Even with these caveats, this is clearly an important study. While the impact of genetics and of the gut microbiome on BA metabolism is well established, the modes of interaction have largely remained elusive. In addition to their well-known roles in generation of bile flow and absorption of dietary fats and fat-soluble vitamins, BAs are now also known to display hormone-like functions in regulation of glucose, fat, and energy metabolism via activation of specific receptors, including farnesoid X receptor (FXR) and G-protein–coupled BA receptor 1 (GPBAR1) [6]. These BA signaling pathways have now been adopted as novel drug targets for liver and metabolic diseases [7]. Importantly, not all the BA species present in the enterohepatic circulation are equally effective in activating FXR and GPBAR1, with hydrophobic species generally being stronger activators of both receptors [6]. Thus, composition, size, and circulation frequency of the BA pool provide important physiological parameters.

The present study in mice has demonstrated the power of systems genetics to decipher interactions of host genetics, microbiome, and BA metabolism.
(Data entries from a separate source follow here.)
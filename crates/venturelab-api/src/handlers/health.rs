use axum::{
    extract::State,
    http::{header, StatusCode},
    response::IntoResponse,
    Json,
};
use serde_json::json;

use crate::error::ApiError;
use crate::metrics;
use crate::AppState;

pub async fn health(State(state): State<AppState>) -> impl IntoResponse {
    Json(json!({
        "status": "healthy",
        "version": env!("CARGO_PKG_VERSION"),
        "backend": state.backend.backend_name(),
        "llm": {
            "provider": state.llm.provider_name(),
            "model": state.llm.model_name(),
        },
        "rate_limit_windows": state.limiter.len(),
    }))
}

pub async fn metrics_handler() -> Result<impl IntoResponse, ApiError> {
    let body = metrics::gather_text().map_err(|e| ApiError::Internal(e.to_string()))?;
    Ok((
        StatusCode::OK,
        [(header::CONTENT_TYPE, "text/plain; version=0.0.4")],
        body,
    ))
}
use std::sync::Arc;
use venturelab_ai::{GatewayProvider, LLMProvider};
use venturelab_core::{
    ContentFilter, FixedWindowLimiter, Settings, VentureLabError,
};

use crate::auth::{verifier_from_settings, AuthVerifier};
use crate::backend::{backend_from_settings, Backend};
use crate::middleware::IpGuard;

#[derive(Clone)]
pub struct AppState {
    pub settings: Arc<Settings>,
    pub auth: Arc<dyn AuthVerifier>,
    pub backend: Arc<dyn Backend>,
    pub llm: Arc<dyn LLMProvider>,
    pub limiter: Arc<FixedWindowLimiter>,
    pub filter: Arc<ContentFilter>,
    pub ip_guard: Arc<IpGuard>,
}

impl AppState {
    /// Wires the production collaborators described by `settings`.
    pub fn new(settings: Settings) -> venturelab_core::Result<Self> {
        let auth = verifier_from_settings(&settings.auth)
            .map_err(|e| VentureLabError::Config(e.to_string()))?;
        let backend = backend_from_settings(&settings.backend)
            .map_err(|e| VentureLabError::Config(e.to_string()))?;
        let llm: Arc<dyn LLMProvider> = Arc::new(
            GatewayProvider::from_settings(&settings.llm)
                .map_err(|e| VentureLabError::Config(e.to_string()))?,
        );

        Self::from_parts(settings, auth, backend, llm)
    }

    /// Builds state around caller-supplied collaborators.
    pub fn from_parts(
        settings: Settings,
        auth: Arc<dyn AuthVerifier>,
        backend: Arc<dyn Backend>,
        llm: Arc<dyn LLMProvider>,
    ) -> venturelab_core::Result<Self> {
        let filter = settings
            .moderation
            .build_filter()
            .map_err(|e| VentureLabError::Config(e.to_string()))?;
        let ip_guard = IpGuard::new(settings.rate_limits.ip_per_minute);

        Ok(Self {
            settings: Arc::new(settings),
            auth,
            backend,
            llm,
            limiter: Arc::new(FixedWindowLimiter::new()),
            filter: Arc::new(filter),
            ip_guard: Arc::new(ip_guard),
        })
    }
}
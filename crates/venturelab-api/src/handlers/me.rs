use axum::{extract::State, Json};
use serde::Serialize;
use uuid::Uuid;
use venturelab_core::{Role, StudentProfile};

use crate::auth::AuthContext;
use crate::error::{ApiError, ApiResult};
use crate::AppState;

#[derive(Debug, Serialize)]
pub struct MeResponse {
    pub user_id: Uuid,
    pub email: Option<String>,
    pub roles: Vec<Role>,
    pub school_id: Option<Uuid>,
    pub display_name: String,
    pub xp: u64,
    pub level: u32,
    pub xp_to_next_level: u64,
}

impl MeResponse {
    fn new(auth: AuthContext, profile: StudentProfile) -> Self {
        let xp_to_next_level = profile.xp_to_next_level();
        Self {
            user_id: auth.user_id,
            email: auth.email,
            roles: auth.roles,
            school_id: profile.school_id.or(auth.school_id),
            display_name: profile.display_name,
            xp: profile.xp,
            level: profile.level,
            xp_to_next_level,
        }
    }
}

pub async fn get_me(
    State(state): State<AppState>,
    auth: AuthContext,
) -> ApiResult<Json<MeResponse>> {
    let profile = state
        .backend
        .get_profile(auth.user_id)
        .await?
        .ok_or_else(|| ApiError::NotFound("profile".to_string()))?;

    Ok(Json(MeResponse::new(auth, profile)))
}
Yet the differences in genetic background, microbial composition, and BA metabolism between humans and mice also obviously limit clinical translation. On the one hand, mouse models with humanized BA metabolism will be instrumental. On the other hand, similar studies should be conducted in humans, e.g., in well-characterized, relatively large population cohorts and in subjects who may benefit from novel therapeutic strategies for metabolic diseases. Such systems genetics studies in humans will face serious challenges. Several studies have shown that the genetic impact on the gut microbiome is relatively small in humans [8], as environmental factors cannot be controlled and these small genetic effects will limit the power to use genetic variants as instrumental variables for inferring causality in humans. To reveal robust genetic associations to the gut microbiome, large sample sizes will thus be required. To address this, the MiBioGen consortium has been launched to perform genome-wide association study (GWAS) in humans by conducting large-scale meta-analysis on nearly 20,000 individuals from 18 cohorts [9]. Alternatively, recent advances in organ-on-chip technologies, together with the development of in vitro culture of the human gut microbes, opens up new avenues to construct personalized in vitro human systems to mimic the enterohepatic circulation of BAs and simultaneously account for individual genetic makeup and microbial composition. Such a system would be composed of two parts: liver-on-a-chip to assess activity of liver enzymes for primary BA biosynthesis and co-culture of gut microbes on gut-on-a-chip [10] to investigate impact of BAs on the growth rate of microbes and bacterial activity with respect to secondary BA formation. In the near future, we anticipate a toolkit that combines systems genetics analyses in large-scale, well-defined human cohorts with functional studies using individualized in vitro models to understand human host–microbe interactions in health and disease.